Extract each line of the records below that contains the word "Failed".

Stored items:
---+---
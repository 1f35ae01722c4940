//! Configuration System
//!
//! Handles loading configuration from files and environment variables.
//! Supports TOML config files and environment variable overrides.

use serde::Deserialize;
use std::path::{Path, PathBuf};

use crate::dashboard::SidebarLayout;
use crate::session::{FileStore, KeyValueStore, MemoryStore};

/// Main configuration structure
#[derive(Debug, Clone, Default, Deserialize)]
pub struct Config {
    #[serde(default)]
    pub session: SessionConfig,

    #[serde(default)]
    pub dashboard: DashboardConfig,

    #[serde(default)]
    pub logging: LoggingConfig,
}

/// Where the session record is kept
#[derive(Debug, Clone, Copy, PartialEq, Eq, Default, Deserialize)]
#[serde(rename_all = "lowercase")]
pub enum SessionBackend {
    /// JSON key/value file, shared across invocations
    #[default]
    File,
    /// Process-local map, forgotten on exit
    Memory,
}

impl std::str::FromStr for SessionBackend {
    type Err = String;

    fn from_str(s: &str) -> Result<Self, Self::Err> {
        match s.trim().to_lowercase().as_str() {
            "file" => Ok(SessionBackend::File),
            "memory" => Ok(SessionBackend::Memory),
            other => Err(format!("unknown session backend: {}", other)),
        }
    }
}

/// Session store configuration
#[derive(Debug, Clone, Deserialize)]
pub struct SessionConfig {
    #[serde(default)]
    pub backend: SessionBackend,

    #[serde(default = "default_session_file")]
    pub file: String,
}

fn default_session_file() -> String {
    dirs::data_local_dir()
        .map(|p| {
            p.join("biopharm")
                .join("session.json")
                .to_string_lossy()
                .to_string()
        })
        .unwrap_or_else(|| "./biopharm_session.json".to_string())
}

impl Default for SessionConfig {
    fn default() -> Self {
        Self {
            backend: SessionBackend::default(),
            file: default_session_file(),
        }
    }
}

impl SessionConfig {
    /// Session file path with a leading `~/` expanded
    pub fn file_path(&self) -> PathBuf {
        match self.file.strip_prefix("~/") {
            Some(rest) => dirs::home_dir()
                .map(|home| home.join(rest))
                .unwrap_or_else(|| PathBuf::from(&self.file)),
            None => PathBuf::from(&self.file),
        }
    }

    /// Open the configured backend
    pub fn open_store(&self) -> Box<dyn KeyValueStore> {
        match self.backend {
            SessionBackend::File => Box::new(FileStore::new(self.file_path())),
            SessionBackend::Memory => Box::new(MemoryStore::new()),
        }
    }
}

/// Dashboard presentation configuration
#[derive(Debug, Clone, Default, Deserialize)]
pub struct DashboardConfig {
    /// Render the sidebar collapsed on first load
    #[serde(default)]
    pub start_collapsed: bool,
}

impl DashboardConfig {
    pub fn sidebar(&self) -> SidebarLayout {
        SidebarLayout::new(self.start_collapsed)
    }
}

/// Logging configuration
#[derive(Debug, Clone, Deserialize)]
pub struct LoggingConfig {
    #[serde(default = "default_log_level")]
    pub level: String,

    #[serde(default = "default_log_format")]
    pub format: String,

    pub file: Option<String>,
}

fn default_log_level() -> String {
    "info".to_string()
}

fn default_log_format() -> String {
    "pretty".to_string()
}

impl Default for LoggingConfig {
    fn default() -> Self {
        Self {
            level: default_log_level(),
            format: default_log_format(),
            file: None,
        }
    }
}

impl LoggingConfig {
    pub fn is_json(&self) -> bool {
        self.format.eq_ignore_ascii_case("json")
    }
}

impl Config {
    /// Load configuration from a file
    pub fn load(path: &Path) -> Result<Self, ConfigError> {
        let content = std::fs::read_to_string(path).map_err(|e| ConfigError::Io {
            path: path.to_path_buf(),
            error: e.to_string(),
        })?;

        Self::parse(&content).map_err(|error| ConfigError::Parse {
            path: path.to_path_buf(),
            error,
        })
    }

    /// Parse configuration from TOML text
    pub fn parse(content: &str) -> Result<Self, String> {
        toml::from_str(content).map_err(|e| e.to_string())
    }

    /// Load configuration from environment variables only
    pub fn from_env() -> Self {
        let mut config = Config::default();
        config.apply_env_overrides();
        config
    }

    /// Load configuration with environment variable overrides
    pub fn load_with_env(path: &Path) -> Result<Self, ConfigError> {
        let mut config = Self::load(path)?;
        config.apply_env_overrides();
        Ok(config)
    }

    /// Load from default locations or environment
    pub fn load_default() -> Self {
        let config_paths = [
            dirs::config_dir().map(|p| p.join("biopharm").join("config.toml")),
            Some(PathBuf::from("/etc/biopharm/config.toml")),
            Some(PathBuf::from("./config.toml")),
        ];

        for path_opt in config_paths.iter().flatten() {
            if path_opt.exists() {
                match Self::load_with_env(path_opt) {
                    Ok(config) => {
                        tracing::info!("Loaded config from {:?}", path_opt);
                        return config;
                    }
                    Err(e) => {
                        tracing::warn!("Failed to load config from {:?}: {}", path_opt, e);
                    }
                }
            }
        }

        tracing::debug!("Using default config with environment overrides");
        Self::from_env()
    }

    /// Apply environment variable overrides to an existing config
    fn apply_env_overrides(&mut self) {
        self.apply_overrides(|key| std::env::var(key).ok());
    }

    fn apply_overrides(&mut self, var: impl Fn(&str) -> Option<String>) {
        // Session overrides
        if let Some(backend) = var("BIOPHARM_SESSION_BACKEND") {
            match backend.parse() {
                Ok(b) => self.session.backend = b,
                Err(e) => tracing::warn!("Ignoring BIOPHARM_SESSION_BACKEND: {}", e),
            }
        }
        if let Some(file) = var("BIOPHARM_SESSION_FILE") {
            self.session.file = file;
        }

        // Dashboard overrides
        if let Some(collapsed) = var("BIOPHARM_START_COLLAPSED") {
            if let Ok(c) = collapsed.parse() {
                self.dashboard.start_collapsed = c;
            }
        }

        // Logging overrides
        if let Some(level) = var("BIOPHARM_LOG_LEVEL") {
            self.logging.level = level;
        }
        if let Some(format) = var("BIOPHARM_LOG_FORMAT") {
            self.logging.format = format;
        }
    }
}

/// Configuration errors
#[derive(Debug, thiserror::Error)]
pub enum ConfigError {
    #[error("Failed to read config file {path:?}: {error}")]
    Io { path: PathBuf, error: String },

    #[error("Failed to parse config file {path:?}: {error}")]
    Parse { path: PathBuf, error: String },
}

/// Generate a default config file content
pub fn generate_default_config() -> String {
    r#"# BioPharm Dashboard Configuration
#
# Environment variables override these settings:
# - BIOPHARM_SESSION_BACKEND
# - BIOPHARM_SESSION_FILE
# - BIOPHARM_START_COLLAPSED
# - BIOPHARM_LOG_LEVEL
# - BIOPHARM_LOG_FORMAT

[session]
# Session backend: file (persists between runs) or memory
backend = "file"

# Key/value file holding bio_user_role and bio_user_name
file = "~/.local/share/biopharm/session.json"

[dashboard]
# Render the sidebar collapsed on first load
start_collapsed = false

[logging]
# Log level: trace, debug, info, warn, error
level = "info"

# Log format: pretty (for development) or json (for production)
format = "pretty"

# Optional log file path
# file = "/var/log/biopharm/biopharm.log"
"#
    .to_string()
}

#[cfg(test)]
mod tests {
    use super::*;
    use std::collections::HashMap;
    use tempfile::tempdir;

    #[test]
    fn test_defaults() {
        let config = Config::default();
        assert_eq!(config.session.backend, SessionBackend::File);
        assert!(config.session.file.ends_with("session.json"));
        assert!(!config.dashboard.start_collapsed);
        assert_eq!(config.logging.level, "info");
        assert!(!config.logging.is_json());
    }

    #[test]
    fn test_generated_config_parses() {
        let config = Config::parse(&generate_default_config()).unwrap();
        assert_eq!(config.session.backend, SessionBackend::File);
        assert_eq!(config.session.file, "~/.local/share/biopharm/session.json");
        assert_eq!(config.logging.format, "pretty");
    }

    #[test]
    fn test_partial_config() {
        let config = Config::parse(
            r#"
            [session]
            backend = "memory"

            [dashboard]
            start_collapsed = true
            "#,
        )
        .unwrap();
        assert_eq!(config.session.backend, SessionBackend::Memory);
        assert!(config.dashboard.sidebar().is_collapsed());
        assert_eq!(config.logging.level, "info");
    }

    #[test]
    fn test_bad_backend_rejected() {
        assert!(Config::parse("[session]\nbackend = \"redis\"").is_err());
        assert!("redis".parse::<SessionBackend>().is_err());
        assert_eq!("Memory".parse::<SessionBackend>(), Ok(SessionBackend::Memory));
    }

    #[test]
    fn test_overrides() {
        let vars: HashMap<&str, &str> = [
            ("BIOPHARM_SESSION_BACKEND", "memory"),
            ("BIOPHARM_SESSION_FILE", "/tmp/s.json"),
            ("BIOPHARM_START_COLLAPSED", "true"),
            ("BIOPHARM_LOG_FORMAT", "json"),
        ]
        .into_iter()
        .collect();

        let mut config = Config::default();
        config.apply_overrides(|k| vars.get(k).map(|v| v.to_string()));

        assert_eq!(config.session.backend, SessionBackend::Memory);
        assert_eq!(config.session.file, "/tmp/s.json");
        assert!(config.dashboard.start_collapsed);
        assert!(config.logging.is_json());
        assert_eq!(config.logging.level, "info");
    }

    #[test]
    fn test_session_file_tilde_expansion() {
        let config = SessionConfig {
            backend: SessionBackend::File,
            file: "~/biopharm/session.json".to_string(),
        };
        if let Some(home) = dirs::home_dir() {
            assert_eq!(config.file_path(), home.join("biopharm/session.json"));
        }

        let config = SessionConfig {
            backend: SessionBackend::File,
            file: "/var/lib/biopharm/session.json".to_string(),
        };
        assert_eq!(
            config.file_path(),
            PathBuf::from("/var/lib/biopharm/session.json")
        );
    }

    #[test]
    fn test_load_missing_file() {
        let dir = tempdir().unwrap();
        let err = Config::load(&dir.path().join("nope.toml")).unwrap_err();
        assert!(matches!(err, ConfigError::Io { .. }));
    }

    #[test]
    fn test_open_memory_store() {
        use crate::session::{SessionRecord, SessionStore};

        let config = SessionConfig {
            backend: SessionBackend::Memory,
            file: String::new(),
        };
        let mut store = config.open_store();
        store.set(&SessionRecord::new("admin", "root")).unwrap();
        assert!(store.get().unwrap().is_some());
    }
}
---+---
**TASK RESULT**
                        tracing::warn!("Failed to load config from {:?}: {}", path_opt, e);
    #[error("Failed to read config file {path:?}: {error}")]
    #[error("Failed to parse config file {path:?}: {error}")]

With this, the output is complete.